Work to complete
Every line of the material that mentions the word "static" should be copied out.

----------------------------------------

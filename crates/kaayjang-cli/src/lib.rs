//! # Kaayjang CLI
//!
//! Database seeding utilities for Kaayjang development and demos.
//!
//! This library crate provides the seeding functionality used by the CLI binary.
//!
//! ## Usage
//!
//! ```ignore
//! use kaayjang_cli::seeder;
//!
//! seeder::seed_reference_data(&pool).await?;
//! seeder::seed_students(&pool, 200).await?;
//! ```

pub mod seeder;
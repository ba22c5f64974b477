pub mod classes;
pub mod health;
pub mod levels;
pub mod repository;
pub mod students;
pub mod tracks;
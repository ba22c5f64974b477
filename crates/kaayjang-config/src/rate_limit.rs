//! Rate limiting configuration for the `/api` routes.
//!
//! Each client IP gets a token bucket holding `max_requests` tokens that
//! refills completely over `window_secs`.
//!
//! # Configuration
//!
//! - `RATE_LIMIT_ENABLED`: `false` or `0` disables limiting (default: enabled)
//! - `RATE_LIMIT_MAX_REQUESTS`: Requests allowed per window (default: 100)
//! - `RATE_LIMIT_WINDOW_SECS`: Window length in seconds (default: 900)

use std::time::Duration;

use crate::env_or;

#[derive(Clone, Debug, PartialEq, Eq)]
pub struct RateLimitConfig {
    pub enabled: bool,
    pub max_requests: u32,
    pub window_secs: u64,
}

impl Default for RateLimitConfig {
    fn default() -> Self {
        Self {
            enabled: true,
            max_requests: 100,
            window_secs: 15 * 60,
        }
    }
}

impl RateLimitConfig {
    #[must_use]
    pub fn from_env() -> Self {
        let defaults = Self::default();
        Self {
            enabled: std::env::var("RATE_LIMIT_ENABLED")
                .map(|v| v.to_lowercase() != "false" && v != "0")
                .unwrap_or(defaults.enabled),
            max_requests: env_or("RATE_LIMIT_MAX_REQUESTS", defaults.max_requests).max(1),
            window_secs: env_or("RATE_LIMIT_WINDOW_SECS", defaults.window_secs).max(1),
        }
    }

    pub fn disabled() -> Self {
        Self {
            enabled: false,
            ..Self::default()
        }
    }

    /// Time needed to regain a single request slot.
    #[must_use]
    pub fn replenish_interval(&self) -> Duration {
        let window = Duration::from_secs(self.window_secs.max(1));
        window / self.max_requests.max(1)
    }
}
use axum::{
    Router,
    extract::{MatchedPath, Request},
    middleware::Next,
    response::Response,
    routing::get,
};
use metrics::{counter, gauge, histogram};
use metrics_exporter_prometheus::{BuildError, Matcher, PrometheusBuilder, PrometheusHandle};
use std::sync::OnceLock;
use std::time::{Duration, Instant};

static OBSERVABILITY_ENABLED: OnceLock<bool> = OnceLock::new();

/// Reads `OBSERVABILITY_ENABLED` once; anything but `false`/`0` enables it.
pub fn is_observability_enabled() -> bool {
    *OBSERVABILITY_ENABLED.get_or_init(|| {
        std::env::var("OBSERVABILITY_ENABLED")
            .map(|v| v.to_lowercase() != "false" && v != "0")
            .unwrap_or(true)
    })
}

const LATENCY_BUCKETS: &[f64] = &[
    0.001, 0.005, 0.01, 0.025, 0.05, 0.075, 0.1, 0.25, 0.5, 0.75, 1.0, 2.5, 5.0,
];

/// Installs the Prometheus recorder and spawns its upkeep task.
///
/// Returns `Ok(None)` when observability is disabled.
pub fn init_metrics() -> Result<Option<PrometheusHandle>, BuildError> {
    if !is_observability_enabled() {
        return Ok(None);
    }

    let handle = PrometheusBuilder::new()
        .set_buckets_for_metric(
            Matcher::Full("http_request_duration_seconds".to_string()),
            LATENCY_BUCKETS,
        )?
        .install_recorder()?;

    let upkeep_handle = handle.clone();
    tokio::spawn(async move {
        loop {
            tokio::time::sleep(Duration::from_secs(5)).await;
            upkeep_handle.run_upkeep();
        }
    });

    Ok(Some(handle))
}

/// Holds one slot of `http_requests_active` until dropped, so cancelled
/// requests are released too.
struct InFlight;

impl InFlight {
    fn enter() -> Self {
        gauge!("http_requests_active").increment(1.0);
        InFlight
    }
}

impl Drop for InFlight {
    fn drop(&mut self) {
        gauge!("http_requests_active").decrement(1.0);
    }
}

fn status_class(status: u16) -> &'static str {
    match status {
        200..=299 => "2xx",
        300..=399 => "3xx",
        400..=499 => "4xx",
        500..=599 => "5xx",
        _ => "other",
    }
}

/// Records request count, latency and in-flight gauge per matched route.
pub async fn metrics_middleware(req: Request, next: Next) -> Response {
    if !is_observability_enabled() {
        return next.run(req).await;
    }

    let start = Instant::now();
    let method = req.method().as_str().to_owned();
    let path = match req.extensions().get::<MatchedPath>() {
        Some(matched) => matched.as_str().to_owned(),
        None => "unmatched".to_owned(),
    };

    let _in_flight = InFlight::enter();
    let response = next.run(req).await;

    let status = response.status().as_u16();
    counter!(
        "http_requests_total",
        "method" => method.clone(),
        "path" => path.clone(),
        "status" => status.to_string()
    )
    .increment(1);
    counter!("http_requests_by_status", "status_category" => status_class(status)).increment(1);
    histogram!("http_request_duration_seconds", "method" => method, "path" => path)
        .record(start.elapsed().as_secs_f64());

    response
}

/// `GET /metrics` in the Prometheus text format.
pub fn init_metrics_router<S: Clone + Send + Sync + 'static>(handle: PrometheusHandle) -> Router<S> {
    Router::new().route("/metrics", get(move || async move { handle.render() }))
}

/// Counts a created level, track, class or student.
pub fn track_entity_created(entity: &'static str) {
    if !is_observability_enabled() {
        return;
    }
    counter!("entities_created_total", "entity" => entity).increment(1);
}

pub fn track_entity_deleted(entity: &'static str) {
    if !is_observability_enabled() {
        return;
    }
    counter!("entities_deleted_total", "entity" => entity).increment(1);
}

#[cfg(test)]
mod tests {
    use super::*;

    #[test]
    fn test_latency_buckets_are_sorted() {
        assert!(LATENCY_BUCKETS.windows(2).all(|w| w[0] < w[1]));
    }

    #[test]
    fn test_status_class() {
        assert_eq!(status_class(201), "2xx");
        assert_eq!(status_class(404), "4xx");
        assert_eq!(status_class(503), "5xx");
        assert_eq!(status_class(101), "other");
    }

    #[test]
    fn test_entity_counters_without_recorder() {
        track_entity_created("level");
        track_entity_deleted("level");
    }
}
use chrono::{DateTime, NaiveDate, Utc};
use serde::{Deserialize, Deserializer};

/// Parses a date-only (`YYYY-MM-DD`) or RFC 3339 string into a UTC instant.
///
/// Date-only values are anchored at midnight UTC.
pub fn parse_date_time(value: &str) -> Option<DateTime<Utc>> {
    let value = value.trim();

    if let Ok(date) = NaiveDate::parse_from_str(value, "%Y-%m-%d") {
        return date.and_hms_opt(0, 0, 0).map(|dt| dt.and_utc());
    }

    DateTime::parse_from_rfc3339(value)
        .ok()
        .map(|dt| dt.with_timezone(&Utc))
}

pub fn deserialize_date_time<'de, D>(deserializer: D) -> Result<DateTime<Utc>, D::Error>
where
    D: Deserializer<'de>,
{
    let s = String::deserialize(deserializer)?;
    parse_date_time(&s)
        .ok_or_else(|| serde::de::Error::custom(format!("invalid date \"{}\"", s)))
}

/// An absent or `null` value is `None`; a blank string is rejected like any
/// other unparseable date.
pub fn deserialize_optional_date_time<'de, D>(
    deserializer: D,
) -> Result<Option<DateTime<Utc>>, D::Error>
where
    D: Deserializer<'de>,
{
    let opt: Option<String> = Option::deserialize(deserializer)?;
    match opt {
        Some(s) => parse_date_time(&s)
            .map(Some)
            .ok_or_else(|| serde::de::Error::custom(format!("invalid date \"{}\"", s))),
        None => Ok(None),
    }
}

/// Trims surrounding whitespace so a blank value fails a `length(min = 1)` rule.
pub fn deserialize_trimmed<'de, D>(deserializer: D) -> Result<String, D::Error>
where
    D: Deserializer<'de>,
{
    let s = String::deserialize(deserializer)?;
    Ok(s.trim().to_string())
}

pub fn deserialize_optional_trimmed<'de, D>(deserializer: D) -> Result<Option<String>, D::Error>
where
    D: Deserializer<'de>,
{
    let opt: Option<String> = Option::deserialize(deserializer)?;
    Ok(opt.map(|s| s.trim().to_string()))
}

----------------------------------------

Response to this task
static OBSERVABILITY_ENABLED: OnceLock<bool> = OnceLock::new();
fn status_class(status: u16) -> &'static str {
pub fn init_metrics_router<S: Clone + Send + Sync + 'static>(handle: PrometheusHandle) -> Router<S> {
pub fn track_entity_created(entity: &'static str) {
pub fn track_entity_deleted(entity: &'static str) {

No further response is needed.